One should always wait at least a week before implementing New Year’s resolutions because by that time the impulse will have passed and we can all continue with our lives unencumbered by the sort of promises so ridiculous that we can only make them to ourselves.
The saddest part of New Year’s resolutions is how modest they look on paper.
How about drink less?
Other people tend to try too hard.
I asked around for inspiration.
Lorelai Gilmore: “Hey, I have a new year’s resolution for you: Become more cynical and self-absorbed.”
Tried that last year.
My personal favorite. I’m gonna get in shape.

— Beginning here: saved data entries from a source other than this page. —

#[test]
fn test_json_count_and_exists() {
    for (name, provider) in providers() {
        seed_standard(provider.as_ref());
        let metadata = sample_metadata().indexes;
        assert_eq!(provider.count_where(FULL_NAME, r#"{"A":100,"Op":"="}"#, &metadata).unwrap(), 3, "{}", name);
        assert!(provider.exists_where(FULL_NAME, r#"{"B":"xyz","Op":"="}"#, &metadata).unwrap(), "{}", name);
        assert!(!provider.exists_where(FULL_NAME, r#"{"A":999,"Op":"="}"#, &metadata).unwrap(), "{}", name);
    }
}

#[test]
fn test_json_errors_are_validation() {
    for (name, provider) in providers() {
        seed_standard(provider.as_ref());
        let metadata = sample_metadata().indexes;
        for constraint in [
            r#"{"Nope":1,"Op":"="}"#,
            r#"{"A":1}"#,
            r#"{"A":1,"Op":"~"}"#,
            r#"{"A":[1,2],"Op":"="}"#,
            r#"{"A":"abc","Op":"="}"#,
            r#"not json"#,
        ] {
            let err = provider.find_where(FULL_NAME, constraint, 0, None, &metadata).unwrap_err();
            assert_eq!(err.kind, ErrorKind::Validation, "{} {}", name, constraint);
        }
        let order = OrderOptions::ascending(["Nope"]);
        let err = provider
            .find_where(FULL_NAME, r#"{"A":1,"Op":"="}"#, 0, Some(&order), &metadata)
            .unwrap_err();
        assert_eq!(err.kind, ErrorKind::Validation, "{}", name);
    }
}

#[test]
fn test_typed_values() {
    let when = Utc.with_ymd_and_hms(2024, 1, 2, 3, 4, 5).unwrap();
    for (name, provider) in providers() {
        let p = provider.as_ref();
        seed_standard(p);
        p.upsert_index_values(
            FULL_NAME,
            6,
            &[
                ObjectIndex::new("A", 600),
                ObjectIndex::new("C", vec![0x0Au8, 0x0B]),
                ObjectIndex::new("D", when),
                ObjectIndex::new("P", Decimal::from_str("12.50").unwrap()),
            ],
        )
        .unwrap();

        assert_eq!(find_where(p, r#"{"C":"0a0b","Op":"="}"#), vec![6], "{}", name);
        assert_eq!(find_where(p, r#"{"D":"2024-01-02T03:04:05Z","Op":"="}"#), vec![6], "{}", name);
        assert_eq!(find_where(p, r#"{"D":"2024-01-01","Op":">"}"#), vec![6], "{}", name);
        assert_eq!(find_where(p, r#"{"P":12.5,"Op":"="}"#), vec![6], "{}", name);
        assert_eq!(find_where(p, r#"{"P":"10","Op":">"}"#), vec![6], "{}", name);

        let row = p
            .iterate(
                FULL_NAME,
                &IterateOptions::all().with_constraint(r#"{"ID":6,"Op":"="}"#),
                &sample_metadata().indexes,
            )
            .unwrap()
            .next()
            .unwrap()
            .unwrap();
        assert_eq!(row.get("C"), Some(&IndexValue::Binary(vec![0x0A, 0x0B])), "{}", name);
        assert_eq!(row.get("D"), Some(&IndexValue::DateTime(when)), "{}", name);
        assert_eq!(row.get("P"), Some(&IndexValue::Decimal(Decimal::from_str("12.5").unwrap())), "{}", name);
        assert_eq!(row.get("B"), Some(&IndexValue::Null), "{}", name);
    }
}

#[test]
fn test_wide_decimals_are_exact() {
    let metadata = ObjectMetadata::new(
        "ns",
        "Ledger",
        vec![ObjectIndexMetadata::new("P", ObjectIndexType::Decimal)
            .with_precision(28)
            .with_scale(2)
            .nullable()],
    );
    let dec = |s: &str| Decimal::from_str(s).unwrap();
    let find = |p: &dyn IndexProvider, json: &str| {
        p.find_where("ns.Ledger", json, 0, Some(&OrderOptions::ascending(["P"])), &metadata.indexes)
            .unwrap()
    };

    for (name, provider) in providers() {
        let p = provider.as_ref();
        p.provision_index(&metadata).unwrap();
        for (id, value) in [
            (1, "12345678901234567.89"),
            (2, "12345678901234567.88"),
            (3, "-12345678901234567.89"),
            (4, "0.005"),
            (5, "-3"),
        ] {
            p.upsert_index_values("ns.Ledger", id, &[ObjectIndex::new("P", dec(value))])
                .unwrap();
        }
        p.upsert_index_values("ns.Ledger", 6, &[ObjectIndex::new("P", 7)]).unwrap();

        assert_eq!(find(p, r#"{"P":"12345678901234567.89","Op":"="}"#), vec![1], "{}", name);
        assert_eq!(find(p, r#"{"P":"12345678901234567.88","Op":"="}"#), vec![2], "{}", name);
        assert_eq!(find(p, r#"{"P":"12345678901234567.885","Op":">"}"#), vec![1], "{}", name);
        assert_eq!(find(p, r#"{"P":"12345678901234567.88","Op":"<"}"#), vec![3, 5, 4, 6], "{}", name);
        // 0.005 rounds half-to-even on write
        assert_eq!(find(p, r#"{"P":0,"Op":"="}"#), vec![4], "{}", name);
        assert_eq!(find(p, r#"{"P":"0.005","Op":"="}"#), Vec::<i32>::new(), "{}", name);
        assert_eq!(find(p, r#"{"P":"4567.8","Op":"LIKE"}"#), vec![3, 2, 1], "{}", name);
        assert_eq!(find(p, r#"{"P":"7.00","Op":"LIKE"}"#), vec![6], "{}", name);

        let eq = FindOptions::new(FindLogic::And, FindOperator::Equals);
        assert_eq!(p.find("ns.Ledger", &eq, &[ObjectIndex::new("P", -3)]).unwrap(), vec![5], "{}", name);

        let rows: Vec<IndexValue> = p
            .iterate("ns.Ledger", &IterateOptions::all().with_fields(["P"]), &metadata.indexes)
            .unwrap()
            .map(|row| row.unwrap().get("P").cloned().unwrap())
            .collect();
        let texts: Vec<String> = rows.iter().map(ToString::to_string).collect();
        assert_eq!(
            texts,
            vec![
                "12345678901234567.89",
                "12345678901234567.88",
                "-12345678901234567.89",
                "0.00",
                "-3.00",
                "7.00",
            ],
            "{}",
            name
        );
    }
}

// ═══════════════════════════════════════════════════════════════════════════
// Flat queries
// ═══════════════════════════════════════════════════════════════════════════

#[test]
fn test_flat_queries() {
    for (name, provider) in providers() {
        seed_standard(provider.as_ref());
        let p = provider.as_ref();

        let and = FindOptions::new(FindLogic::And, FindOperator::Equals);
        let or = FindOptions::new(FindLogic::Or, FindOperator::Equals);
        let pair = [ObjectIndex::new("A", 200), ObjectIndex::new("B", "y")];
        assert_eq!(p.find(FULL_NAME, &and, &pair).unwrap(), Vec::<i32>::new(), "{}", name);
        assert_eq!(p.find(FULL_NAME, &or, &pair).unwrap(), vec![2, 3], "{}", name);
        assert_eq!(p.count(FULL_NAME, &or, &pair).unwrap(), 2, "{}", name);
        assert!(p.exists(FULL_NAME, &or, &pair).unwrap(), "{}", name);
        assert!(!p.exists(FULL_NAME, &and, &pair).unwrap(), "{}", name);

        // No constraints: every row, identity order
        assert_eq!(p.find(FULL_NAME, &and, &[]).unwrap(), vec![1, 2, 3, 4, 5], "{}", name);
        let limited = and.clone().with_limit(2).with_order(OrderOptions::descending(["ID"]));
        assert_eq!(p.find(FULL_NAME, &limited, &[]).unwrap(), vec![5, 4], "{}", name);

        let like = FindOptions::new(FindLogic::And, FindOperator::Like);
        assert_eq!(p.find(FULL_NAME, &like, &[ObjectIndex::new("B", "x")]).unwrap(), vec![1, 3, 5], "{}", name);

        let null = [ObjectIndex::new("B", IndexValue::Null)];
        assert_eq!(p.find(FULL_NAME, &and, &null).unwrap(), vec![4], "{}", name);
        let not_equals = FindOptions::new(FindLogic::And, FindOperator::NotEquals);
        assert_eq!(p.find(FULL_NAME, &not_equals, &null).unwrap(), vec![1, 2, 3, 5], "{}", name);

        let greater = FindOptions::new(FindLogic::And, FindOperator::GreaterThan);
        assert_eq!(p.find(FULL_NAME, &greater, &[ObjectIndex::new("A", 100)]).unwrap(), vec![3, 5], "{}", name);
    }
}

Do you know what’s great about returning to the YMCA after a long absence? Well, nothing. But you have to admire the cast of characters. The young people behind the front desk so new they have no idea how completely you have failed in every single attempt to re-dedicate yourself to exercise. But the exercise room, that elliptical, stairmaster, stationary bicycle, treadmill paradise is filled with the same people. The serial exercisers parched and stretched out like greyhounds. The distinguished older gentlemen babysteppin those 15 minute miles. The spandex queens whose outfits really looked good the century they were in college. A motley assortment. Ex-jocks, non-jocks, men and women with fear and desperation in their eyes. And even though you haven’t been there in a year, you notice with some regret that the chubby people are still chubby and the skinny people are still skinny. And there is always one person in the room whose bearing and muscle tone and shape has an allure that is both superficial and irresistible. Ignore that person. For many reasons.
My resolutions: How about?
I resolve to start drinking all the good wine in my basement before my well-meaning Dr. Dan realizes that I should probably skip the wine drinking all together.

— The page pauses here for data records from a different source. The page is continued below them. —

//! Index Provider Port (Trait Interface)
//!
//! Port/Adapter pattern for backing-store flexibility:
//! - Reference: SQLite (relational, parameterized statements)
//! - Testing: InMemory (predicate evaluated row by row)
//!
//! Providers implement the predicate-level primitives; the flat and JSON
//! query overloads are provided on top of them.

use super::models::{FindOptions, IndexRow, ObjectIndex, ObjectIndexMetadata, ObjectMetadata, OrderOptions};
use super::value::IndexValue;
use crate::error::Result;
use crate::query::{self, Predicate};

/// Lazy sequence of index rows produced by `iterate`.
///
/// Each call to `iterate` returns an independent stream.
pub type RowStream = Box<dyn Iterator<Item = Result<IndexRow>> + Send>;

/// Options for `iterate`
#[derive(Debug, Clone, Default)]
pub struct IterateOptions {
    /// JSON constraint; `None` iterates every row
    pub constraint: Option<String>,
    /// 0 = unlimited
    pub limit: usize,
    pub order: Option<OrderOptions>,
    /// Columns to yield; `None` = identity column + every declared column
    pub selected_fields: Option<Vec<String>>,
}

impl IterateOptions {
    pub fn all() -> Self {
        Self::default()
    }

    pub fn with_constraint(mut self, constraint: impl Into<String>) -> Self {
        self.constraint = Some(constraint.into());
        self
    }

    pub fn with_limit(mut self, limit: usize) -> Self {
        self.limit = limit;
        self
    }

    pub fn with_order(mut self, order: OrderOptions) -> Self {
        self.order = Some(order);
        self
    }

    pub fn with_fields<S: Into<String>>(mut self, fields: impl IntoIterator<Item = S>) -> Self {
        self.selected_fields = Some(fields.into_iter().map(Into::into).collect());
        self
    }
}

/// Index Provider Port (Primary Interface)
///
/// All backing stores must implement this trait. Every operation except
/// `object_exists`, `unprovision_index` and `close` fails with
/// `NotProvisioned` when the object type has no index structures.
pub trait IndexProvider: Send + Sync {
    // ━━━━━━━━━━━━━━━━━━━━━━━━━━━━━━━━━━━━━━━━━━━━━━━━━━
    // Schema
    // ━━━━━━━━━━━━━━━━━━━━━━━━━━━━━━━━━━━━━━━━━━━━━━━━━━

    /// Whether index structures exist for the object type
    fn object_exists(&self, object_full_name: &str) -> Result<bool>;

    /// Create-if-absent one column per declared index plus the identity
    /// column, with a lookup index on every declared column.
    ///
    /// Calling twice with the same metadata is a no-op.
    fn provision_index(&self, metadata: &ObjectMetadata) -> Result<()>;

    /// Drop every index structure of the object type (idempotent)
    fn unprovision_index(&self, object_full_name: &str) -> Result<()>;

    // ━━━━━━━━━━━━━━━━━━━━━━━━━━━━━━━━━━━━━━━━━━━━━━━━━━
    // Mutation
    // ━━━━━━━━━━━━━━━━━━━━━━━━━━━━━━━━━━━━━━━━━━━━━━━━━━

    /// Update-or-insert one row keyed by `object_id` (atomic merge)
    fn upsert_index_values(
        &self,
        object_full_name: &str,
        object_id: i32,
        indexes: &[ObjectIndex],
    ) -> Result<()>;

    /// Batched upsert. Each row is `[id, v1, .., vn]` with values in
    /// `metadata` order.
    fn bulk_upsert_index_values(
        &self,
        object_full_name: &str,
        metadata: &[ObjectIndexMetadata],
        rows: &[Vec<IndexValue>],
    ) -> Result<()>;

    /// Delete rows; large id lists are chunked transparently
    fn remove_index_values(&self, object_full_name: &str, object_ids: &[i32]) -> Result<()>;

    fn remove_index_value(&self, object_full_name: &str, object_id: i32) -> Result<()> {
        self.remove_index_values(object_full_name, &[object_id])
    }

    /// Delete all rows, keep schema
    fn truncate(&self, object_full_name: &str) -> Result<()>;

    // ━━━━━━━━━━━━━━━━━━━━━━━━━━━━━━━━━━━━━━━━━━━━━━━━━━
    // Predicate Execution
    // ━━━━━━━━━━━━━━━━━━━━━━━━━━━━━━━━━━━━━━━━━━━━━━━━━━

    /// Ids of rows matching `predicate` (`None` = every row).
    ///
    /// Ordered by `order`, or by the identity column when absent.
    /// `limit == 0` returns every match.
    fn select_ids(
        &self,
        object_full_name: &str,
        predicate: Option<&Predicate>,
        limit: usize,
        order: Option<&OrderOptions>,
    ) -> Result<Vec<i32>>;

    /// Number of rows matching `predicate`
    fn count_matching(&self, object_full_name: &str, predicate: Option<&Predicate>) -> Result<usize>;

    /// Rows matching the options, fetched lazily
    fn iterate(
        &self,
        object_full_name: &str,
        options: &IterateOptions,
        metadata: &[ObjectIndexMetadata],
    ) -> Result<RowStream>;

    /// Total rows stored for the object type
    fn count_objects(&self, object_full_name: &str) -> Result<usize> {
        self.count_matching(object_full_name, None)
    }

    // ━━━━━━━━━━━━━━━━━━━━━━━━━━━━━━━━━━━━━━━━━━━━━━━━━━
    // Flat Queries (uniform operator)
    // ━━━━━━━━━━━━━━━━━━━━━━━━━━━━━━━━━━━━━━━━━━━━━━━━━━

    fn exists(&self, object_full_name: &str, options: &FindOptions, indexes: &[ObjectIndex]) -> Result<bool> {
        let predicate = Predicate::from_indexes(options, indexes)?;
        let ids = self.select_ids(object_full_name, predicate.as_ref(), 1, None)?;
        Ok(!ids.is_empty())
    }

    fn count(&self, object_full_name: &str, options: &FindOptions, indexes: &[ObjectIndex]) -> Result<usize> {
        let predicate = Predicate::from_indexes(options, indexes)?;
        self.count_matching(object_full_name, predicate.as_ref())
    }

    fn find(&self, object_full_name: &str, options: &FindOptions, indexes: &[ObjectIndex]) -> Result<Vec<i32>> {
        let predicate = Predicate::from_indexes(options, indexes)?;
        self.select_ids(
            object_full_name,
            predicate.as_ref(),
            options.limit,
            options.order.as_ref(),
        )
    }

    // ━━━━━━━━━━━━━━━━━━━━━━━━━━━━━━━━━━━━━━━━━━━━━━━━━━
    // JSON Constraint Queries
    // ━━━━━━━━━━━━━━━━━━━━━━━━━━━━━━━━━━━━━━━━━━━━━━━━━━

    fn exists_where(
        &self,
        object_full_name: &str,
        constraint: &str,
        metadata: &[ObjectIndexMetadata],
    ) -> Result<bool> {
        let predicate = query::compile_json(constraint, metadata)?;
        let ids = self.select_ids(object_full_name, Some(&predicate), 1, None)?;
        Ok(!ids.is_empty())
    }

    fn count_where(
        &self,
        object_full_name: &str,
        constraint: &str,
        metadata: &[ObjectIndexMetadata],
    ) -> Result<usize> {
        let predicate = query::compile_json(constraint, metadata)?;
        self.count_matching(object_full_name, Some(&predicate))
    }

    fn find_where(
        &self,
        object_full_name: &str,
        constraint: &str,
        limit: usize,
        order: Option<&OrderOptions>,
        metadata: &[ObjectIndexMetadata],
    ) -> Result<Vec<i32>> {
        let predicate = query::compile_json(constraint, metadata)?;
        query::check_order(order, metadata)?;
        self.select_ids(object_full_name, Some(&predicate), limit, order)
    }

    /// Release backing-store resources (idempotent)
    fn close(&self) -> Result<()>;
}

I resolve that I will get at least five hours of sleep a night.
None of our resolutions has a doughnuts chance in the DJ lounge. Except the one where we drink more wine.
Never talk about what you’ll do when it only matters what you’ve done.
Resolutions are an amusement of the damned. And I’ll damn them before they damn me.
Jimi Hendrix had the best resolution I’ve ever heard.
Dick Cavett to Jimi Hendrix: “Do you try to get up and practice every day?”
Jimi Hendrix to Dick Cavett: “I try to get up.”
My resolution: I try to get up.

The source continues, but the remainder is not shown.